1. A low loss, high magnetic saturation magnetic material having a saturation magnetization above 1.5 T and a power density of less than 2000 kW/m.sup.3 at frequencies above 5 KHz, said material formed from a plurality of magnetic particles having an average particle size of 20-1500 μm and having a saturation magnetization above 1.5 T, said magnetic particles structured and engineered to have low coercivity of less than <10 Oersted, said particles including a thermally-stable coating, said thermally-stable coating having a melting point above 350° C. and a thickness of 5-200 nm, said coated magnetic particles consolidated by a sintering process using rapid heating and pressure to formed said low loss, high magnetic saturation magnetic material that has a density that is greater than 90% of theoretical density of said particles used to form said low loss, high magnetic saturation magnetic material.

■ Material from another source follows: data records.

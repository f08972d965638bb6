//! Supabase (PostgREST) thread store.
//!
//! Production backend over the hosted tables: `threads`, `oai_messages`,
//! `kafka_profiles`, `profiles`, and `vm_api_keys`. Message bodies live in
//! the `message` JSON column of `oai_messages`.

use async_trait::async_trait;
use chrono::{DateTime, Utc};
use serde_json::{Value, json};
use uuid::Uuid;

use kestrel_types::{Message, Role, Thread, ThreadConfig, VirtualKeys};

use crate::error::{Result, StoreError};
use crate::ThreadStore;

/// Configuration for [`SupabaseStore`].
#[derive(Debug, Clone)]
pub struct SupabaseConfig {
    /// Project base URL (`https://<ref>.supabase.co`).
    pub url: String,
    /// Service key used for both `apikey` and bearer auth.
    pub key: String,
    /// Messages table name.
    pub messages_table: String,
    /// Threads table name.
    pub threads_table: String,
}

impl SupabaseConfig {
    /// Create a config with the default table names.
    pub fn new(url: impl Into<String>, key: impl Into<String>) -> Self {
        Self {
            url: url.into(),
            key: key.into(),
            messages_table: "oai_messages".to_string(),
            threads_table: "threads".to_string(),
        }
    }

    /// Read `SUPABASE_URL` / `SUPABASE_KEY` from the environment.
    pub fn from_env() -> Result<Self> {
        let url = std::env::var("SUPABASE_URL")
            .map_err(|_| StoreError::Config("SUPABASE_URL not set".to_string()))?;
        let key = std::env::var("SUPABASE_KEY")
            .map_err(|_| StoreError::Config("SUPABASE_KEY not set".to_string()))?;
        Ok(Self::new(url, key))
    }
}

/// PostgREST-backed [`ThreadStore`].
pub struct SupabaseStore {
    client: reqwest::Client,
    config: SupabaseConfig,
}

impl SupabaseStore {
    /// Create a store with the given configuration.
    pub fn new(config: SupabaseConfig) -> Self {
        Self {
            client: reqwest::Client::new(),
            config,
        }
    }

    /// Create a store from environment configuration.
    pub fn from_env() -> Result<Self> {
        Ok(Self::new(SupabaseConfig::from_env()?))
    }

    fn table_url(&self, table: &str) -> String {
        format!("{}/rest/v1/{}", self.config.url.trim_end_matches('/'), table)
    }

    fn request(&self, builder: reqwest::RequestBuilder) -> reqwest::RequestBuilder {
        builder
            .header("apikey", &self.config.key)
            .header("authorization", format!("Bearer {}", self.config.key))
            .header("content-type", "application/json")
    }

    async fn select(&self, table: &str, query: &[(&str, String)]) -> Result<Vec<Value>> {
        let response = self
            .request(self.client.get(self.table_url(table)).query(query))
            .send()
            .await?;

        let status = response.status();
        let body = response.text().await?;
        if !status.is_success() {
            return Err(StoreError::Remote(format!("HTTP {status}: {body}")));
        }
        Ok(serde_json::from_str(&body)?)
    }

    async fn insert(&self, table: &str, rows: Value) -> Result<Vec<Value>> {
        let response = self
            .request(self.client.post(self.table_url(table)))
            .header("prefer", "return=representation")
            .json(&rows)
            .send()
            .await?;

        let status = response.status();
        let body = response.text().await?;
        if !status.is_success() {
            return Err(StoreError::Remote(format!("HTTP {status}: {body}")));
        }
        Ok(serde_json::from_str(&body)?)
    }

    fn parse_message(row: &Value) -> Result<Message> {
        let raw = row
            .get("message")
            .cloned()
            .ok_or_else(|| StoreError::Remote("message row without message column".to_string()))?;
        Ok(serde_json::from_value(raw)?)
    }
}

#[async_trait]
impl ThreadStore for SupabaseStore {
    async fn get_thread_messages(
        &self,
        thread_id: &str,
        limit: Option<usize>,
        include_system: bool,
    ) -> Result<Vec<Message>> {
        let mut query = vec![
            ("select", "message".to_string()),
            ("thread_id", format!("eq.{thread_id}")),
            ("order", "created_at.asc".to_string()),
        ];
        if let Some(limit) = limit {
            query.push(("limit", limit.to_string()));
        }

        let rows = self.select(&self.config.messages_table, &query).await?;
        let mut messages = Vec::with_capacity(rows.len());
        for row in &rows {
            let message = Self::parse_message(row)?;
            if !include_system && message.role == Role::System {
                continue;
            }
            messages.push(message);
        }
        Ok(messages)
    }

    async fn add_message(&self, thread_id: &str, message: &Message) -> Result<String> {
        let id = Uuid::new_v4().to_string();
        self.insert(
            &self.config.messages_table,
            json!([{
                "id": id,
                "thread_id": thread_id,
                "message": message,
            }]),
        )
        .await?;
        Ok(id)
    }

    async fn add_messages(&self, thread_id: &str, messages: &[Message]) -> Result<Vec<String>> {
        if messages.is_empty() {
            return Ok(Vec::new());
        }

        let ids: Vec<String> = messages
            .iter()
            .map(|_| Uuid::new_v4().to_string())
            .collect();
        let rows: Vec<Value> = messages
            .iter()
            .zip(&ids)
            .map(|(message, id)| {
                json!({
                    "id": id,
                    "thread_id": thread_id,
                    "message": message,
                })
            })
            .collect();

        self.insert(&self.config.messages_table, Value::Array(rows))
            .await?;
        Ok(ids)
    }

    async fn create_thread(
        &self,
        thread_id: Option<&str>,
        user_id: Option<&str>,
        kafka_profile_id: Option<&str>,
        system_message: Option<&str>,
    ) -> Result<Thread> {
        let id = thread_id
            .map(str::to_string)
            .unwrap_or_else(|| Uuid::new_v4().to_string());

        let rows = self
            .insert(
                &self.config.threads_table,
                json!([{
                    "id": id,
                    "user_id": user_id,
                    "kafka_profile_id": kafka_profile_id,
                }]),
            )
            .await?;

        let created_at = rows
            .first()
            .and_then(|row| row.get("created_at"))
            .and_then(Value::as_str)
            .and_then(|s| DateTime::parse_from_rfc3339(s).ok())
            .map(|dt| dt.with_timezone(&Utc))
            .unwrap_or_else(Utc::now);

        if let Some(system) = system_message {
            self.add_message(&id, &Message::system(system)).await?;
        }

        Ok(Thread {
            id,
            created_at,
            user_id: user_id.map(str::to_string),
            kafka_profile_id: kafka_profile_id.map(str::to_string),
            sandbox_id: None,
            metadata: None,
        })
    }

    async fn thread_exists(&self, thread_id: &str) -> Result<bool> {
        let rows = self
            .select(
                &self.config.threads_table,
                &[
                    ("select", "id".to_string()),
                    ("id", format!("eq.{thread_id}")),
                ],
            )
            .await?;
        Ok(!rows.is_empty())
    }

    async fn get_thread(&self, thread_id: &str) -> Result<Option<Thread>> {
        let rows = self
            .select(
                &self.config.threads_table,
                &[
                    ("select", "*".to_string()),
                    ("id", format!("eq.{thread_id}")),
                ],
            )
            .await?;

        let Some(row) = rows.first() else {
            return Ok(None);
        };

        let created_at = row
            .get("created_at")
            .and_then(Value::as_str)
            .and_then(|s| DateTime::parse_from_rfc3339(s).ok())
            .map(|dt| dt.with_timezone(&Utc))
            .unwrap_or_else(Utc::now);
        let as_string =
            |key: &str| row.get(key).and_then(Value::as_str).map(str::to_string);

        Ok(Some(Thread {
            id: thread_id.to_string(),
            created_at,
            user_id: as_string("user_id"),
            kafka_profile_id: as_string("kafka_profile_id"),
            sandbox_id: as_string("sandbox_id"),
            metadata: row.get("metadata").filter(|m| !m.is_null()).cloned(),
        }))
    }

    async fn delete_thread_messages(&self, thread_id: &str) -> Result<usize> {
        let response = self
            .request(
                self.client
                    .delete(self.table_url(&self.config.messages_table))
                    .query(&[("thread_id", format!("eq.{thread_id}"))]),
            )
            .header("prefer", "return=representation")
            .send()
            .await?;

        let status = response.status();
        let body = response.text().await?;
        if !status.is_success() {
            return Err(StoreError::Remote(format!("HTTP {status}: {body}")));
        }
        let rows: Vec<Value> = serde_json::from_str(&body)?;
        Ok(rows.len())
    }

    async fn get_thread_sandbox_id(&self, thread_id: &str) -> Result<Option<String>> {
        let rows = self
            .select(
                &self.config.threads_table,
                &[
                    ("select", "sandbox_id".to_string()),
                    ("id", format!("eq.{thread_id}")),
                ],
            )
            .await?;
        Ok(rows
            .first()
            .and_then(|row| row.get("sandbox_id"))
            .and_then(Value::as_str)
            .map(str::to_string))
    }

    async fn update_thread_sandbox_id(&self, thread_id: &str, sandbox_id: &str) -> Result<()> {
        let response = self
            .request(
                self.client
                    .patch(self.table_url(&self.config.threads_table))
                    .query(&[("id", format!("eq.{thread_id}"))]),
            )
            .json(&json!({"sandbox_id": sandbox_id}))
            .send()
            .await?;

        let status = response.status();
        if !status.is_success() {
            let body = response.text().await.unwrap_or_default();
            return Err(StoreError::Remote(format!("HTTP {status}: {body}")));
        }
        Ok(())
    }

    async fn get_thread_config(&self, thread_id: &str) -> Result<Option<ThreadConfig>> {
        // Thread row with embedded kafka_profile and vm_api_key.
        let rows = self
            .select(
                &self.config.threads_table,
                &[
                    (
                        "select",
                        "user_id, kafka_profile_id, \
                         kafka_profiles!threads_kp_fkey(user_id, memory_dsn, global_prompt), \
                         vm_api_keys!threads_vm_api_key_id_fkey(api_key)"
                            .to_string(),
                    ),
                    ("id", format!("eq.{thread_id}")),
                ],
            )
            .await?;

        let Some(row) = rows.first() else {
            return Ok(None);
        };

        let kafka_profile = row.get("kafka_profiles").cloned().unwrap_or(Value::Null);
        let vm_api_key_row = row.get("vm_api_keys").cloned().unwrap_or(Value::Null);

        // The provider virtual keys live on the profile of the kafka
        // profile's owner.
        let mut virtual_keys = VirtualKeys::default();
        if let Some(profile_user) = kafka_profile.get("user_id").and_then(Value::as_str) {
            let profiles = self
                .select(
                    "profiles",
                    &[
                        (
                            "select",
                            "openai_pk_virtual_key, anthropic_pk_virtual_key, \
                             gemini_pk_virtual_key, bedrock_pk_virtual_key"
                                .to_string(),
                        ),
                        ("id", format!("eq.{profile_user}")),
                    ],
                )
                .await?;
            if let Some(profile) = profiles.first() {
                let take = |key: &str| {
                    profile
                        .get(key)
                        .and_then(Value::as_str)
                        .map(str::to_string)
                };
                virtual_keys.openai = take("openai_pk_virtual_key");
                virtual_keys.anthropic = take("anthropic_pk_virtual_key");
                virtual_keys.google = take("gemini_pk_virtual_key");
                virtual_keys.bedrock = take("bedrock_pk_virtual_key");
            }
        }

        let as_string = |v: &Value, key: &str| {
            v.get(key).and_then(Value::as_str).map(str::to_string)
        };

        Ok(Some(ThreadConfig {
            user_id: as_string(row, "user_id"),
            kafka_profile_id: as_string(row, "kafka_profile_id"),
            memory_dsn: as_string(&kafka_profile, "memory_dsn"),
            virtual_keys,
            vm_api_key: as_string(&vm_api_key_row, "api_key"),
            global_prompt: as_string(&kafka_profile, "global_prompt"),
        }))
    }
}

#[cfg(test)]
mod tests {
    use super::*;

    #[test]
    fn test_config_table_defaults() {
        let config = SupabaseConfig::new("https://x.supabase.co", "key");
        assert_eq!(config.messages_table, "oai_messages");
        assert_eq!(config.threads_table, "threads");
    }

    #[test]
    fn test_table_url_trims_slash() {
        let store = SupabaseStore::new(SupabaseConfig::new("https://x.supabase.co/", "key"));
        assert_eq!(
            store.table_url("threads"),
            "https://x.supabase.co/rest/v1/threads"
        );
    }

    #[test]
    fn test_parse_message_row() {
        let row = json!({"message": {"role": "user", "content": "hi"}});
        let message = SupabaseStore::parse_message(&row).unwrap();
        assert_eq!(message.role, Role::User);
        assert_eq!(message.text(), "hi");
    }
}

2. The material defined in claim 1, wherein said magnetic particles are iron, iron-silicon, glassy iron, iron-nickel, and/or iron-cobalt alloy.

3. The material as defined in claim 1, wherein said coating includes a high melting point insulator material that has a melting point of greater than 800° C.

4. The material as defined in claim 1, wherein said coating includes PEEK, polyimide, polyphenyl sulfone, polysiloxane, silicone, polysilizane, phenolic, and/or a polymeric material.

5. The material as defined in claim 1, wherein said coating includes a semiconducting material.

6. The material as defined in claim 1, wherein said coating includes ferrite, silicon metal, germanium metal, glassy carbon, boron, arsenide, selenide, or other high resistivity metallic or semiconducting material.

7. The material as defined in claim 1, wherein said coating includes an inorganic material.

8. The material as defined in claim 1, wherein said coating includes one or more materials selected from the group consisting of silica, silicate, silicate glass, BN, BN nanosheets, AlN, Si.sub.3N.sub.4, TiO.sub.2, titanate, Al.sub.2O.sub.3, SiOC, SiAlON, aluminate, aluminosilicate, mica, B.sub.2O.sub.3, borosilicate, borate glass, Fe.sub.3O.sub.4, (Mn(Fe.sub.2O.sub.4), and Zn(Fe.sub.2O.sub.4).

9. The material as defined in claim 1, wherein said coated particle has at least one dimension in the 0.5-20 μm size range, and a second dimension 10-5000× greater than said first dimension.

10. The material as defined in claim 1, said particles includes a second coating, said second coating is in the form of a nanosheet.

11. The material as defined in claim 1, wherein said material is used as part of power system that is selected from the group consisting of a power converter, power supply, pulse forming network, inverter, rectifier, motor controller system, part of a transformer, choke, inductor, and filter circuit.

12. The material as defined in claim 11, wherein said power system operates at a frequency above 50 KHz.

13. The material as defined in claim 11, wherein said power system operates at a frequency above 200 KHz.

14. The material as defined in claim 11, wherein said power system operates at a frequency above 500 KHz.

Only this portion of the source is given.